* [Exercise prompt]: Reproduce the data below line by line, from its first line to the line with "IMPORTANT: When adding", both included, and nothing past that point.
=== Entries shown ===
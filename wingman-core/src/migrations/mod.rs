//! Store migrations - embedded SQL files
//!
//! Migrations are compiled into the binary at build time using include_str!.
//! Each migration is a tuple of (name, sql_content).
//! Migrations are sorted by name and applied in order.

/// All store migrations, embedded at compile time.
/// Format: (filename, sql_content)
///
/// IMPORTANT: When adding a new migration:
/// 1. Create the SQL file: NNN_description.sql
/// 2. Add an entry here in order
pub const MIGRATIONS: &[(&str, &str)] = &[
    ("000_migrations.sql", include_str!("000_migrations.sql")),
    ("001_kv_store.sql", include_str!("001_kv_store.sql")),
];
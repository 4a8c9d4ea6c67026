//! Account service - registration, login and session lifecycle
//!
//! The registry and the current-user pointer both live in the injected
//! key-value store. Sessions survive process restarts through the pointer.

use std::sync::Arc;
use std::thread;
use std::time::Duration;

use crate::domain::auth::{normalize_username, UserAuthRecord, UserRegistry};
use crate::domain::namespace::{CURRENT_USER_KEY, REGISTRY_KEY};
use crate::domain::result::{Error, Result};
use crate::domain::{namespace_for, EntityKind, Session, StorageKey};
use crate::ports::{KeyValueStore, KeyValueStoreExt};
use crate::services::TutorialService;

/// Service for the local account registry
pub struct AccountService {
    store: Arc<dyn KeyValueStore>,
    tutorial: TutorialService,
    delay: Duration,
}

impl AccountService {
    pub fn new(store: Arc<dyn KeyValueStore>) -> Self {
        Self {
            tutorial: TutorialService::new(Arc::clone(&store)),
            store,
            delay: Duration::ZERO,
        }
    }

    /// Pause before checking credentials (cosmetic; zero by default)
    pub fn with_delay(mut self, delay: Duration) -> Self {
        self.delay = delay;
        self
    }

    /// Create a new account and sign it in
    pub fn register(&self, username: &str, password: &str) -> Result<Session> {
        let username = Self::check_input(username, password)?;
        self.pause();

        let mut registry = self.registry()?;
        if registry.contains(&username) {
            return Err(Error::DuplicateUsername(username));
        }

        registry.insert(username.clone(), UserAuthRecord::create(password));
        self.save_registry(&registry)?;

        let session = Session::new_user(username);
        self.set_current_user(Some(&session.username))?;
        self.tutorial.initialize(&session)?;
        Ok(session)
    }

    /// Sign in to an existing account
    pub fn login(&self, username: &str, password: &str) -> Result<Session> {
        let username = Self::check_input(username, password)?;
        self.pause();

        let registry = self.registry()?;
        let record = registry
            .get(&username)
            .ok_or_else(|| Error::UserNotFound(username.clone()))?;
        if !record.verify(password) {
            return Err(Error::InvalidCredentials);
        }

        let session = Session::returning(username);
        self.set_current_user(Some(&session.username))?;
        self.tutorial.initialize(&session)?;
        Ok(session)
    }

    /// Sign out; the account itself is untouched
    pub fn logout(&self, _session: &Session) -> Result<()> {
        self.set_current_user(None)
    }

    /// Remove the account and everything stored for it, then sign out
    pub fn delete_account(&self, session: &Session) -> Result<()> {
        let mut registry = self.registry()?;
        if registry.remove(&session.username).is_some() {
            self.save_registry(&registry)?;
        }

        for kind in EntityKind::ALL {
            self.store
                .remove(StorageKey::for_user(&session.username, kind).as_str())?;
        }

        self.logout(session)
    }

    /// Restore the session left by the last login, if that user still exists
    pub fn current_session(&self) -> Result<Option<Session>> {
        let username: Option<String> = self.store.load_json(CURRENT_USER_KEY)?;
        let Some(username) = username else {
            return Ok(None);
        };

        if self.registry()?.contains(&username) {
            Ok(Some(Session::returning(username)))
        } else {
            Ok(None)
        }
    }

    /// Where `kind` lives for the given (possibly absent) session
    pub fn namespace_for(&self, session: Option<&Session>, kind: EntityKind) -> StorageKey {
        namespace_for(session, kind)
    }

    /// Registered usernames, sorted
    pub fn usernames(&self) -> Result<Vec<String>> {
        Ok(self.registry()?.usernames().map(str::to_string).collect())
    }

    fn check_input(username: &str, password: &str) -> Result<String> {
        let username = normalize_username(username);
        if username.is_empty() || password.is_empty() {
            return Err(Error::EmptyInput);
        }
        Ok(username)
    }

    fn pause(&self) {
        if !self.delay.is_zero() {
            thread::sleep(self.delay);
        }
    }

    fn registry(&self) -> Result<UserRegistry> {
        Ok(self.store.load_json(REGISTRY_KEY)?.unwrap_or_default())
    }

    fn save_registry(&self, registry: &UserRegistry) -> Result<()> {
        self.store.save_json(REGISTRY_KEY, registry)
    }

    fn set_current_user(&self, username: Option<&str>) -> Result<()> {
        match username {
            Some(name) => self.store.save_json(CURRENT_USER_KEY, name),
            None => self.store.remove(CURRENT_USER_KEY),
        }
    }
}
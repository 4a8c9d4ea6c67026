//! Migration service - manages database schema migrations
//!
//! Migrations are SQL files embedded at compile time. Each migration is
//! tracked in the sys_migrations table to ensure idempotent execution.
//! The same runner serves the store database and the log database.

use anyhow::Result;
use duckdb::Connection;

use crate::migrations::MIGRATIONS;

/// Name of the migration that creates the bookkeeping table
const BOOTSTRAP_MIGRATION: &str = "000_migrations.sql";

/// Result of running migrations
#[derive(Debug)]
pub struct MigrationResult {
    /// Names of newly applied migrations
    pub applied: Vec<String>,
    /// Count of migrations that were already applied
    pub already_applied: usize,
}

/// Service for managing database migrations
pub struct MigrationService<'a> {
    conn: &'a Connection,
    migrations: &'static [(&'static str, &'static str)],
}

impl<'a> MigrationService<'a> {
    /// Create a migration service for the key-value store schema
    pub fn new(conn: &'a Connection) -> Self {
        Self::with_migrations(conn, MIGRATIONS)
    }

    /// Create a migration service for an arbitrary migration set
    pub fn with_migrations(
        conn: &'a Connection,
        migrations: &'static [(&'static str, &'static str)],
    ) -> Self {
        Self { conn, migrations }
    }

    /// Run all pending migrations
    ///
    /// 1. Ensures the sys_migrations table exists (bootstrap)
    /// 2. Gets list of already applied migrations
    /// 3. Applies any pending migrations in order
    /// 4. Records each applied migration
    pub fn run_pending(&self) -> Result<MigrationResult> {
        let mut newly_applied = Vec::new();

        let bootstrap_ran = if !self.migrations_table_exists()? {
            let bootstrap = self
                .migrations
                .iter()
                .find(|(n, _)| *n == BOOTSTRAP_MIGRATION);
            if let Some((name, sql)) = bootstrap {
                self.conn.execute_batch(sql)?;
                self.record_migration(name)?;
                newly_applied.push(name.to_string());
                true
            } else {
                false
            }
        } else {
            false
        };

        let applied_set = self.get_applied()?;
        let already_applied = if bootstrap_ran {
            applied_set.len().saturating_sub(1)
        } else {
            applied_set.len()
        };

        for (name, sql) in self.migrations.iter() {
            if *name == BOOTSTRAP_MIGRATION {
                continue;
            }
            if !applied_set.iter().any(|applied| applied == name) {
                self.conn.execute_batch(sql)?;
                self.record_migration(name)?;
                newly_applied.push(name.to_string());
            }
        }

        Ok(MigrationResult {
            applied: newly_applied,
            already_applied,
        })
    }

    /// Check if sys_migrations table exists
    fn migrations_table_exists(&self) -> Result<bool> {
        let result: std::result::Result<i64, _> = self.conn.query_row(
            "SELECT COUNT(*) FROM information_schema.tables WHERE table_name = 'sys_migrations'",
            [],
            |row| row.get(0),
        );

        match result {
            Ok(count) => Ok(count > 0),
            Err(_) => Ok(false),
        }
    }

    /// Get list of already applied migration names
    pub fn get_applied(&self) -> Result<Vec<String>> {
        let mut stmt = self
            .conn
            .prepare("SELECT migration_name FROM sys_migrations ORDER BY migration_name")?;
        let names = stmt.query_map([], |row| row.get::<_, String>(0))?;

        let mut result = Vec::new();
        for name in names {
            result.push(name?);
        }
        Ok(result)
    }

    /// Get list of pending migration names
    pub fn get_pending(&self) -> Result<Vec<String>> {
        let applied = self.get_applied()?;
        Ok(self
            .migrations
            .iter()
            .filter(|(name, _)| !applied.iter().any(|a| a == name))
            .map(|(name, _)| name.to_string())
            .collect())
    }

    fn record_migration(&self, name: &str) -> Result<()> {
        self.conn.execute(
            "INSERT INTO sys_migrations (migration_name) VALUES (?)",
            [name],
        )?;
        Ok(())
    }
}
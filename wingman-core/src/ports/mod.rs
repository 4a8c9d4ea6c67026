//! Port definitions (hexagonal architecture)
//!
//! Ports define the interfaces for external dependencies. The core domain
//! depends only on these traits, not on concrete implementations.

mod generative;
mod store;

pub use generative::{GenerativeModel, InlineData};
pub use store::{KeyValueStore, KeyValueStoreExt};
===
* [Answer section]:
filename wingman-core/src/migrations/mod.rs
//! Store migrations - embedded SQL files
//!
//! Migrations are compiled into the binary at build time using include_str!.
//! Each migration is a tuple of (name, sql_content).
//! Migrations are sorted by name and applied in order.

/// All store migrations, embedded at compile time.
/// Format: (filename, sql_content)
///
/// IMPORTANT: When adding a new migration:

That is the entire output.